> **YOUR ASSIGNMENT**: From top to bottom, write out the listing exactly.

> **INPUT FOR THIS TASK**:
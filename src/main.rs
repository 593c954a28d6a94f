use std::path::Path;

use clap::Parser;
use muster::cli::{Cli, Command};
use muster::collect;
use muster::config::Config;
use muster::report;
use muster::store::diff::{DiffResult, DiffType};
use muster::store::{diff, Status, Store, StoreError};

fn load_config(path: Option<&Path>) -> Config {
    match Config::load(path) {
        Ok(config) => config,
        Err(e) => {
            eprintln!("Error loading config: {e}");
            std::process::exit(1);
        }
    }
}

fn open_store(config: &Config) -> Store {
    match Store::open(&config.dsn) {
        Ok(store) => store,
        Err(e) => {
            eprintln!("{e}");
            std::process::exit(1);
        }
    }
}

fn print_diff(result: &DiffResult) {
    println!(
        "\nComparing {}: version {} -> {}",
        result.source, result.from_version, result.to_version
    );
    println!();

    if result.entries.is_empty() {
        println!("No changes detected.");
        return;
    }

    let added: Vec<_> = result
        .entries
        .iter()
        .filter(|e| e.diff_type == DiffType::Added)
        .collect();
    let removed: Vec<_> = result
        .entries
        .iter()
        .filter(|e| e.diff_type == DiffType::Removed)
        .collect();
    let changed: Vec<_> = result
        .entries
        .iter()
        .filter(|e| e.diff_type == DiffType::Changed)
        .collect();

    for entry in added {
        println!("  [+] {} ({}) appeared", entry.name, entry.kind);
    }

    for entry in removed {
        println!("  [-] {} ({}) is gone", entry.name, entry.kind);
    }

    for entry in changed {
        println!("  [~] {} ({}) changed", entry.name, entry.kind);
        for change in &entry.changes {
            println!("      {}: {} -> {}", change.field, change.old, change.new);
        }
    }
}

fn main() {
    let cli = Cli::parse();

    match cli.command {
        Command::Collect(args) => {
            let config = load_config(args.config.as_deref());
            let result = collect::run(&config, args.source.as_deref(), args.verbose);
            let mut store = open_store(&config);

            let commits = match store.save(&result.records, result.duration) {
                Ok(commits) => commits,
                Err(StoreError::EmptyBatch) => {
                    eprintln!("warning: no records collected; nothing to commit");
                    Vec::new()
                }
                Err(e) => {
                    eprintln!("Error saving snapshot: {e}");
                    std::process::exit(1);
                }
            };

            for failure in &result.failures {
                if let Err(e) = store.log_status(
                    &failure.source,
                    failure.status,
                    result.duration,
                    Some(&failure.error),
                ) {
                    eprintln!("warning: failed to log status for {}: {e}", failure.source);
                }
            }

            if args.json {
                println!(
                    "{}",
                    report::json::render(&serde_json::json!({
                        "commits": commits,
                        "failures": result.failures,
                    }))
                );
            } else {
                report::print_collect(&result, &commits, args.verbose);
            }
        }
        Command::Status(args) => {
            let config = load_config(args.config.as_deref());
            let store = open_store(&config);

            match store.status_entries(args.source.as_deref(), Some(args.limit)) {
                Ok(entries) => {
                    if args.json {
                        println!("{}", report::json::render(&entries));
                    } else {
                        print!("{}", report::table::status(&entries));
                    }
                }
                Err(e) => {
                    eprintln!("Error reading status log: {e}");
                    std::process::exit(1);
                }
            }
        }
        Command::Report(args) => {
            let config = load_config(args.config.as_deref());
            let store = open_store(&config);

            let version = match args.version {
                Some(v) => v,
                None => match store.latest_ok_version(&args.source) {
                    Ok(Some(v)) => v,
                    Ok(None) => {
                        eprintln!(
                            "No successful snapshot for '{}'. Run 'muster collect' first.",
                            args.source
                        );
                        std::process::exit(1);
                    }
                    Err(e) => {
                        eprintln!("Error reading status log: {e}");
                        std::process::exit(1);
                    }
                },
            };

            let records = store.records(&args.source, version);
            let dns_domains = store.dns_domains(&args.source, version);
            let dns_records = store.dns_records(&args.source, version);

            let (records, dns_domains, dns_records) = match (records, dns_domains, dns_records) {
                (Ok(r), Ok(d), Ok(n)) => (r, d, n),
                (Err(e), _, _) | (_, Err(e), _) | (_, _, Err(e)) => {
                    eprintln!("Error loading snapshot: {e}");
                    std::process::exit(1);
                }
            };

            if args.json {
                println!(
                    "{}",
                    report::json::render(&serde_json::json!({
                        "source": args.source,
                        "version": version,
                        "records": records,
                        "dns_domains": dns_domains,
                        "dns_records": dns_records,
                    }))
                );
            } else {
                if dns_domains.is_empty() && dns_records.is_empty() {
                    print!("{}", report::table::snapshot(&records));
                } else {
                    print!("{}", report::table::dns_snapshot(&dns_domains, &dns_records));
                    if !records.is_empty() {
                        print!("{}", report::table::snapshot(&records));
                    }
                }
                println!("\nsnapshot: {} version {version}", args.source);
            }
        }
        Command::Diff(args) => {
            let config = load_config(args.config.as_deref());
            let store = open_store(&config);

            // validate that --from and --to are used together
            if args.from.is_some() != args.to.is_some() {
                eprintln!("Both --from and --to must be specified together.");
                std::process::exit(1);
            }

            let (from, to) = if let (Some(from), Some(to)) = (args.from, args.to) {
                (from, to)
            } else {
                let entries = match store.status_entries(Some(&args.source), None) {
                    Ok(entries) => entries,
                    Err(e) => {
                        eprintln!("Error reading status log: {e}");
                        std::process::exit(1);
                    }
                };

                let mut ok_versions: Vec<i64> = entries
                    .iter()
                    .filter(|e| e.status == Status::Ok)
                    .map(|e| e.version)
                    .collect();
                ok_versions.sort_unstable();
                ok_versions.dedup();

                if ok_versions.len() < 2 {
                    eprintln!(
                        "Need at least 2 successful snapshots of '{}' to compare.",
                        args.source
                    );
                    std::process::exit(1);
                }

                (
                    ok_versions[ok_versions.len() - 2],
                    ok_versions[ok_versions.len() - 1],
                )
            };

            let from_records = match store.records(&args.source, from) {
                Ok(records) => records,
                Err(e) => {
                    eprintln!("Error loading version {from}: {e}");
                    std::process::exit(1);
                }
            };

            let to_records = match store.records(&args.source, to) {
                Ok(records) => records,
                Err(e) => {
                    eprintln!("Error loading version {to}: {e}");
                    std::process::exit(1);
                }
            };

            let result = diff::compare_records(&from_records, &to_records, &args.source, from, to);
            print_diff(&result);
        }
        Command::Prune(args) => {
            let config = load_config(args.config.as_deref());
            let days = args.days.unwrap_or_else(|| config.retention_days());

            if args.is_dry_run() {
                let store = open_store(&config);
                match store.expired(days) {
                    Ok(pairs) => {
                        if pairs.is_empty() {
                            println!("Nothing to prune (threshold: {days} days).");
                        } else {
                            for (source, version) in &pairs {
                                println!("[dry-run] would prune: {source} version {version}");
                            }
                            println!(
                                "\n{} snapshot(s); run with --yes to delete",
                                pairs.len()
                            );
                        }
                    }
                    Err(e) => {
                        eprintln!("Error listing expired snapshots: {e}");
                        std::process::exit(1);
                    }
                }
            } else {
                let mut store = open_store(&config);
                match store.prune(days) {
                    Ok(result) => {
                        for (source, version) in &result.snapshots {
                            println!("pruned: {source} version {version}");
                        }
                        println!(
                            "\n{} snapshot(s), {} row(s) deleted",
                            result.snapshots.len(),
                            result.rows
                        );
                    }
                    Err(e) => {
                        eprintln!("Error pruning snapshots: {e}");
                        std::process::exit(1);
                    }
                }
            }
        }
    }
}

> **WRITTEN RESPONSE**:
filename src/main.rs
repository 593c954a28d6a94f
use std::path::Path;

use clap::Parser;
use muster::cli::{Cli, Command};
use muster::collect;
use muster::config::Config;
use muster::report;
use muster::store::diff::{DiffResult, DiffType};
use muster::store::{diff, Status, Store, StoreError};

fn load_config(path: Option<&Path>) -> Config {
    match Config::load(path) {
        Ok(config) => config,
        Err(e) => {
            eprintln!("Error loading config: {e}");
            std::process::exit(1);
        }
    }
}

fn open_store(config: &Config) -> Store {
    match Store::open(&config.dsn) {
        Ok(store) => store,
        Err(e) => {
            eprintln!("{e}");
            std::process::exit(1);
        }
    }
}

fn print_diff(result: &DiffResult) {
    println!(
        "\nComparing {}: version {} -> {}",
        result.source, result.from_version, result.to_version
    );
    println!();

    if result.entries.is_empty() {
        println!("No changes detected.");
        return;
    }

    let added: Vec<_> = result
        .entries
        .iter()
        .filter(|e| e.diff_type == DiffType::Added)
        .collect();
    let removed: Vec<_> = result
        .entries
        .iter()
        .filter(|e| e.diff_type == DiffType::Removed)
        .collect();
    let changed: Vec<_> = result
        .entries
        .iter()
        .filter(|e| e.diff_type == DiffType::Changed)
        .collect();

    for entry in added {
        println!("  [+] {} ({}) appeared", entry.name, entry.kind);
    }

    for entry in removed {
        println!("  [-] {} ({}) is gone", entry.name, entry.kind);
    }

    for entry in changed {
        println!("  [~] {} ({}) changed", entry.name, entry.kind);
        for change in &entry.changes {
            println!("      {}: {} -> {}", change.field, change.old, change.new);
        }
    }
}

fn main() {
    let cli = Cli::parse();

    match cli.command {
        Command::Collect(args) => {
            let config = load_config(args.config.as_deref());
            let result = collect::run(&config, args.source.as_deref(), args.verbose);
            let mut store = open_store(&config);

            let commits = match store.save(&result.records, result.duration) {
                Ok(commits) => commits,
                Err(StoreError::EmptyBatch) => {
                    eprintln!("warning: no records collected; nothing to commit");
                    Vec::new()
                }
                Err(e) => {
                    eprintln!("Error saving snapshot: {e}");
                    std::process::exit(1);
                }
            };

            for failure in &result.failures {
                if let Err(e) = store.log_status(
                    &failure.source,
                    failure.status,
                    result.duration,
                    Some(&failure.error),
                ) {
                    eprintln!("warning: failed to log status for {}: {e}", failure.source);
                }
            }

            if args.json {
                println!(
                    "{}",
                    report::json::render(&serde_json::json!({
                        "commits": commits,
                        "failures": result.failures,
                    }))
                );
            } else {
                report::print_collect(&result, &commits, args.verbose);
            }
        }
        Command::Status(args) => {
            let config = load_config(args.config.as_deref());
            let store = open_store(&config);

            match store.status_entries(args.source.as_deref(), Some(args.limit)) {
                Ok(entries) => {
                    if args.json {
                        println!("{}", report::json::render(&entries));
                    } else {
                        print!("{}", report::table::status(&entries));
                    }
                }
                Err(e) => {
                    eprintln!("Error reading status log: {e}");
                    std::process::exit(1);
                }
            }
        }
        Command::Report(args) => {
            let config = load_config(args.config.as_deref());
            let store = open_store(&config);

            let version = match args.version {
                Some(v) => v,
                None => match store.latest_ok_version(&args.source) {
                    Ok(Some(v)) => v,
                    Ok(None) => {
                        eprintln!(
                            "No successful snapshot for '{}'. Run 'muster collect' first.",
                            args.source
                        );
                        std::process::exit(1);
                    }
                    Err(e) => {
                        eprintln!("Error reading status log: {e}");
                        std::process::exit(1);
                    }
                },
            };

            let records = store.records(&args.source, version);
            let dns_domains = store.dns_domains(&args.source, version);
            let dns_records = store.dns_records(&args.source, version);

            let (records, dns_domains, dns_records) = match (records, dns_domains, dns_records) {
                (Ok(r), Ok(d), Ok(n)) => (r, d, n),
                (Err(e), _, _) | (_, Err(e), _) | (_, _, Err(e)) => {
                    eprintln!("Error loading snapshot: {e}");
                    std::process::exit(1);
                }
            };

            if args.json {
                println!(
                    "{}",
                    report::json::render(&serde_json::json!({
                        "source": args.source,
                        "version": version,
                        "records": records,
                        "dns_domains": dns_domains,
                        "dns_records": dns_records,
                    }))
                );
            } else {
                if dns_domains.is_empty() && dns_records.is_empty() {
                    print!("{}", report::table::snapshot(&records));
                } else {
                    print!("{}", report::table::dns_snapshot(&dns_domains, &dns_records));
                    if !records.is_empty() {
                        print!("{}", report::table::snapshot(&records));
                    }
                }
                println!("\nsnapshot: {} version {version}", args.source);
            }
        }
        Command::Diff(args) => {
            let config = load_config(args.config.as_deref());
            let store = open_store(&config);

            // validate that --from and --to are used together
            if args.from.is_some() != args.to.is_some() {
                eprintln!("Both --from and --to must be specified together.");
                std::process::exit(1);
            }

            let (from, to) = if let (Some(from), Some(to)) = (args.from, args.to) {
                (from, to)
            } else {
                let entries = match store.status_entries(Some(&args.source), None) {
                    Ok(entries) => entries,
                    Err(e) => {
                        eprintln!("Error reading status log: {e}");
                        std::process::exit(1);
                    }
                };

                let mut ok_versions: Vec<i64> = entries
                    .iter()
                    .filter(|e| e.status == Status::Ok)
                    .map(|e| e.version)
                    .collect();
                ok_versions.sort_unstable();
                ok_versions.dedup();

                if ok_versions.len() < 2 {
                    eprintln!(
                        "Need at least 2 successful snapshots of '{}' to compare.",
                        args.source
                    );
                    std::process::exit(1);
                }

                (
                    ok_versions[ok_versions.len() - 2],
                    ok_versions[ok_versions.len() - 1],
                )
            };

            let from_records = match store.records(&args.source, from) {
                Ok(records) => records,
                Err(e) => {
                    eprintln!("Error loading version {from}: {e}");
                    std::process::exit(1);
                }
            };

            let to_records = match store.records(&args.source, to) {
                Ok(records) => records,
                Err(e) => {
                    eprintln!("Error loading version {to}: {e}");
                    std::process::exit(1);
                }
            };

            let result = diff::compare_records(&from_records, &to_records, &args.source, from, to);
            print_diff(&result);
        }
        Command::Prune(args) => {
            let config = load_config(args.config.as_deref());
            let days = args.days.unwrap_or_else(|| config.retention_days());

            if args.is_dry_run() {
                let store = open_store(&config);
                match store.expired(days) {
                    Ok(pairs) => {
                        if pairs.is_empty() {
                            println!("Nothing to prune (threshold: {days} days).");
                        } else {
                            for (source, version) in &pairs {
                                println!("[dry-run] would prune: {source} version {version}");
                            }
                            println!(
                                "\n{} snapshot(s); run with --yes to delete",
                                pairs.len()
                            );
                        }
                    }
                    Err(e) => {
                        eprintln!("Error listing expired snapshots: {e}");
                        std::process::exit(1);
                    }
                }
            } else {
                let mut store = open_store(&config);
                match store.prune(days) {
                    Ok(result) => {
                        for (source, version) in &result.snapshots {
                            println!("pruned: {source} version {version}");
                        }
                        println!(
                            "\n{} snapshot(s), {} row(s) deleted",
                            result.snapshots.len(),
                            result.rows
                        );
                    }
                    Err(e) => {
                        eprintln!("Error pruning snapshots: {e}");
                        std::process::exit(1);
                    }
                }
            }
        }
    }
}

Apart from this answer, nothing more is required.